Description of the task: Transcribe, without any alteration, only the lines that begin at the line containing "css: &str) ->" and run to the last line below.

Source material below:

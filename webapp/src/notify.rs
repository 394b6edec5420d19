use std::rc::Rc;

use anyhow::Result;
use folio_common::notify::{NotificationKind, NotificationTimeline, SHOW_CLASS};
use gloo_timers::callback::Timeout;
use tracing::{debug, error};

use crate::{
    common::{
        dom::{append_to_body, create_html, inject_stylesheet, set_marker},
        style::{NOTIFICATION_STYLE_ID, NOTIFICATION_STYLES},
    },
    page::Page,
};

impl Page {
    // always succeeds from the caller's point of view; dom failures are only logged
    pub fn notify(self: &Rc<Self>, message: &str, kind: NotificationKind) {
        if let Err(err) = self.show_notification(message, kind) {
            error!("failed to show {kind} notification: {err:#}");
        }
    }

    fn show_notification(self: &Rc<Self>, message: &str, kind: NotificationKind) -> Result<()> {
        inject_stylesheet(&self.document, NOTIFICATION_STYLE_ID, NOTIFICATION_STYLES)?;

        let node = create_html(&self.document, "div")?;
        node.set_class_name(&kind.class_name());
        node.set_text_content(Some(message));

        let (id, evicted) = self.notifications.borrow_mut().show(node.clone());
        if let Some(old) = evicted {
            old.remove();
        }

        append_to_body(&self.document, &node)?;
        debug!(%kind, "notification shown");

        let timeline = NotificationTimeline::new(&self.config.notify);

        let shown = node.clone();
        Timeout::new(timeline.show_at, move || {
            if let Err(err) = set_marker(&shown, SHOW_CLASS, true) {
                error!("failed to slide notification in: {err:#}");
            }
        })
        .forget();

        // these timers cannot be cancelled; an evicted node is already detached, so removing it
        // again is harmless and release() ignores the stale id
        let page = self.clone();
        Timeout::new(timeline.hide_at, move || {
            if let Err(err) = set_marker(&node, SHOW_CLASS, false) {
                error!("failed to slide notification out: {err:#}");
            }

            Timeout::new(timeline.remove_at - timeline.hide_at, move || {
                node.remove();
                page.notifications.borrow_mut().release(id);
            })
            .forget();
        })
        .forget();

        Ok(())
    }
}
use crate::config::ScrollConfig;

pub const NAVBAR_BACKGROUND_SCROLLED: &str = "rgba(29, 3, 3, 0.95)";
pub const NAVBAR_BACKGROUND_TOP: &str = "rgba(21, 2, 2, 0.95)";
pub const NAVBAR_BACKDROP: &str = "blur(10px)";

// layout snapshot of a page section, taken on each scroll tick
#[derive(Clone, Debug, PartialEq)]
pub struct SectionBounds {
    pub id: Option<String>,
    pub top: f64,
    pub height: f64,
}

impl SectionBounds {
    pub fn new(id: Option<String>, top: f64, height: f64) -> Self {
        SectionBounds { id, top, height }
    }

    // inclusive detection range for this section
    pub fn range(&self, config: &ScrollConfig) -> (f64, f64) {
        let top = self.top - config.section_offset;
        (top, top + self.height)
    }

    pub fn contains(&self, position: f64, config: &ScrollConfig) -> bool {
        let (top, bottom) = self.range(config);
        position >= top && position <= bottom
    }

    // the href a nav link needs to point at this section
    pub fn link_href(&self) -> Option<String> {
        self.id.as_ref().map(|id| format!("#{id}"))
    }
}

// which section the nav bar should highlight
//
// sections are scanned in document order without an early exit, so when ranges overlap the
// last match wins.  None means no section matched and the current markers should be kept
pub fn active_section<'a>(
    sections: &'a [SectionBounds],
    scroll_y: f64,
    config: &ScrollConfig,
) -> Option<&'a SectionBounds> {
    let position = scroll_y + config.lookahead;

    sections
        .iter()
        .filter(|section| section.contains(position, config))
        .last()
}

// everything on the page that is a pure function of the scroll offset
#[derive(Clone, Copy, Debug, Eq, PartialEq)]
pub struct ScrollView {
    pub navbar_scrolled: bool,
    pub show_scroll_top: bool,
}

impl ScrollView {
    pub fn at(scroll_y: f64, config: &ScrollConfig) -> Self {
        ScrollView {
            navbar_scrolled: scroll_y > config.navbar_threshold,
            show_scroll_top: scroll_y > config.scroll_top_threshold,
        }
    }

    pub fn navbar_background(&self) -> &'static str {
        if self.navbar_scrolled {
            NAVBAR_BACKGROUND_SCROLLED
        } else {
            NAVBAR_BACKGROUND_TOP
        }
    }
}

// coalesces bursts of scroll events into one recomputation per frame
//
// the gate holds the handle of the single pending frame request; while it is held, further
// schedule attempts are dropped.  the frame callback calls complete() once its work is done
#[derive(Debug)]
pub struct FrameGate<H> {
    pending: Option<H>,
}

impl<H> Default for FrameGate<H> {
    fn default() -> Self {
        FrameGate { pending: None }
    }
}

impl<H> FrameGate<H> {
    pub fn new() -> Self {
        Self::default()
    }

    pub fn is_pending(&self) -> bool {
        self.pending.is_some()
    }

    // returns Ok(true) if a new frame was requested, Ok(false) if one was already in flight
    pub fn schedule<E>(&mut self, request: impl FnOnce() -> Result<H, E>) -> Result<bool, E> {
        if self.pending.is_some() {
            return Ok(false);
        }

        self.pending = Some(request()?);
        Ok(true)
    }

    pub fn complete(&mut self) -> Option<H> {
        self.pending.take()
    }
}

#[cfg(test)]
mod tests {
    use super::*;

    fn sections() -> Vec<SectionBounds> {
        vec![
            SectionBounds::new(Some("home".to_owned()), 0.0, 700.0),
            SectionBounds::new(Some("about".to_owned()), 700.0, 600.0),
            SectionBounds::new(Some("projects".to_owned()), 1300.0, 900.0),
            SectionBounds::new(Some("contact".to_owned()), 2200.0, 500.0),
        ]
    }

    fn active_id(sections: &[SectionBounds], scroll_y: f64) -> Option<&str> {
        active_section(sections, scroll_y, &ScrollConfig::default())
            .and_then(|section| section.id.as_deref())
    }

    #[test]
    fn picks_section_containing_lookahead_position() {
        let sections = sections();

        assert_eq!(active_id(&sections, 0.0), Some("home"));
        assert_eq!(active_id(&sections, 450.0), Some("home"));
        assert_eq!(active_id(&sections, 1000.0), Some("about"));
        assert_eq!(active_id(&sections, 2000.0), Some("contact"));
    }

    #[test]
    fn boundaries_are_inclusive_and_last_match_wins() {
        let sections = sections();

        // about spans [600, 1200] and projects spans [1200, 2100]; 1100 + 100 touches both
        assert_eq!(active_id(&sections, 1100.0), Some("projects"));
        // home spans [-100, 600] and about starts at 600
        assert_eq!(active_id(&sections, 500.0), Some("about"));
    }

    #[test]
    fn nothing_matches_past_the_last_section() {
        let sections = sections();

        assert_eq!(active_section(&sections, 5000.0, &ScrollConfig::default()), None);
        assert_eq!(active_section(&[], 0.0, &ScrollConfig::default()), None);
    }

    #[test]
    fn exactly_one_section_wins_for_every_offset() {
        let config = ScrollConfig::default();
        let sections = sections();

        for step in 0..260 {
            let scroll_y = f64::from(step) * 10.0;
            let position = scroll_y + config.lookahead;
            let matching: Vec<_> = sections
                .iter()
                .filter(|s| s.contains(position, &config))
                .collect();

            assert_eq!(active_section(&sections, scroll_y, &config), matching.last().copied());
        }
    }

    #[test]
    fn section_without_id_has_no_link() {
        let anonymous = SectionBounds::new(None, 0.0, 100.0);
        let named = SectionBounds::new(Some("skills".to_owned()), 0.0, 100.0);

        assert_eq!(anonymous.link_href(), None);
        assert_eq!(named.link_href().as_deref(), Some("#skills"));
    }

    #[test]
    fn thresholds_are_strict() {
        let config = ScrollConfig::default();

        assert_eq!(
            ScrollView::at(50.0, &config),
            ScrollView {
                navbar_scrolled: false,
                show_scroll_top: false
            }
        );

        let view = ScrollView::at(51.0, &config);
        assert!(view.navbar_scrolled);
        assert!(!view.show_scroll_top);
        assert_eq!(view.navbar_background(), NAVBAR_BACKGROUND_SCROLLED);

        assert!(!ScrollView::at(300.0, &config).show_scroll_top);
        assert!(ScrollView::at(301.0, &config).show_scroll_top);
        assert_eq!(ScrollView::at(0.0, &config).navbar_background(), NAVBAR_BACKGROUND_TOP);
    }

    #[test]
    fn gate_allows_one_pending_frame() {
        let mut gate = FrameGate::new();
        let mut requests = 0;

        for attempt in 0..10 {
            let scheduled = gate
                .schedule(|| {
                    requests += 1;
                    Ok::<_, ()>(requests)
                })
                .unwrap();
            assert_eq!(scheduled, attempt == 0);
        }

        assert_eq!(requests, 1);
        assert!(gate.is_pending());
        assert_eq!(gate.complete(), Some(1));
        assert!(!gate.is_pending());

        assert_eq!(gate.schedule(|| Ok::<_, ()>(2)), Ok(true));
    }

    #[test]
    fn failed_request_leaves_gate_open() {
        let mut gate: FrameGate<i32> = FrameGate::new();

        assert_eq!(gate.schedule(|| Err("no frame")), Err("no frame"));
        assert!(!gate.is_pending());
        assert_eq!(gate.schedule(|| Ok::<_, &str>(7)), Ok(true));
    }
}
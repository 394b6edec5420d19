use anyhow::{self, Result};
use wasm_bindgen::{JsCast, JsValue};
use web_sys::{Document, Element, HtmlElement, NodeList, ScrollBehavior, ScrollToOptions, Window};

// web-sys reports every failure as an opaque JsValue, so we just carry its debug output
pub fn js_err(err: JsValue) -> anyhow::Error {
    anyhow::Error::msg(format!("{err:?}"))
}

// non-html nodes (svg, text) are silently skipped
pub fn html_elements(list: NodeList) -> Vec<HtmlElement> {
    (0..list.length())
        .filter_map(|i| list.item(i))
        .filter_map(|node| node.dyn_into::<HtmlElement>().ok())
        .collect()
}

pub fn select<T: JsCast>(document: &Document, selector: &str) -> Result<Option<T>> {
    Ok(document
        .query_selector(selector)
        .map_err(js_err)?
        .and_then(|element| element.dyn_into::<T>().ok()))
}

pub fn select_all(document: &Document, selector: &str) -> Result<Vec<HtmlElement>> {
    document
        .query_selector_all(selector)
        .map(html_elements)
        .map_err(js_err)
}

pub fn select_all_within(element: &Element, selector: &str) -> Result<Vec<HtmlElement>> {
    element
        .query_selector_all(selector)
        .map(html_elements)
        .map_err(js_err)
}

pub fn set_marker(element: &Element, class: &str, present: bool) -> Result<()> {
    element
        .class_list()
        .toggle_with_force(class, present)
        .map(|_| ())
        .map_err(js_err)
}

pub fn set_style(element: &HtmlElement, property: &str, value: &str) -> Result<()> {
    element
        .style()
        .set_property(property, value)
        .map_err(js_err)
}

pub fn smooth_scroll_to(window: &Window, top: f64) {
    let options = ScrollToOptions::new();
    options.set_top(top);
    options.set_behavior(ScrollBehavior::Smooth);

    window.scroll_to_with_scroll_to_options(&options);
}

pub fn create_html(document: &Document, tag: &str) -> Result<HtmlElement> {
    document
        .create_element(tag)
        .map_err(js_err)?
        .dyn_into::<HtmlElement>()
        .map_err(|_| anyhow::Error::msg(format!("<{tag}> is not an html element")))
}

pub fn append_to_body(document: &Document, element: &Element) -> Result<()> {
    let body = document
        .body()
        .ok_or_else(|| anyhow::Error::msg("document has no body"))?;

    body.append_child(element).map(|_| ()).map_err(js_err)
}

// add a <style> block to <head> unless one with this id is already there
pub fn inject_stylesheet(document: &Document, id: &str, css: &str) -> Result<()> {
    if document.get_element_by_id(id).is_some() {
        return Ok(());
    }

    let head = document
        .head()
        .ok_or_else(|| anyhow::Error::msg("document has no head"))?;

    let style = document.create_element("style").map_err(js_err)?;
    style.set_id(id);
    style.set_text_content(Some(css));

    head.append_child(&style).map(|_| ()).map_err(js_err)
}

End of Source material.

Response to this exercise:
pub fn inject_stylesheet(document: &Document, id: &str, css: &str) -> Result<()> {
    if document.get_element_by_id(id).is_some() {
        return Ok(());
    }

    let head = document
        .head()
        .ok_or_else(|| anyhow::Error::msg("document has no head"))?;

    let style = document.create_element("style").map_err(js_err)?;
    style.set_id(id);
    style.set_text_content(Some(css));

    head.append_child(&style).map(|_| ()).map_err(js_err)
}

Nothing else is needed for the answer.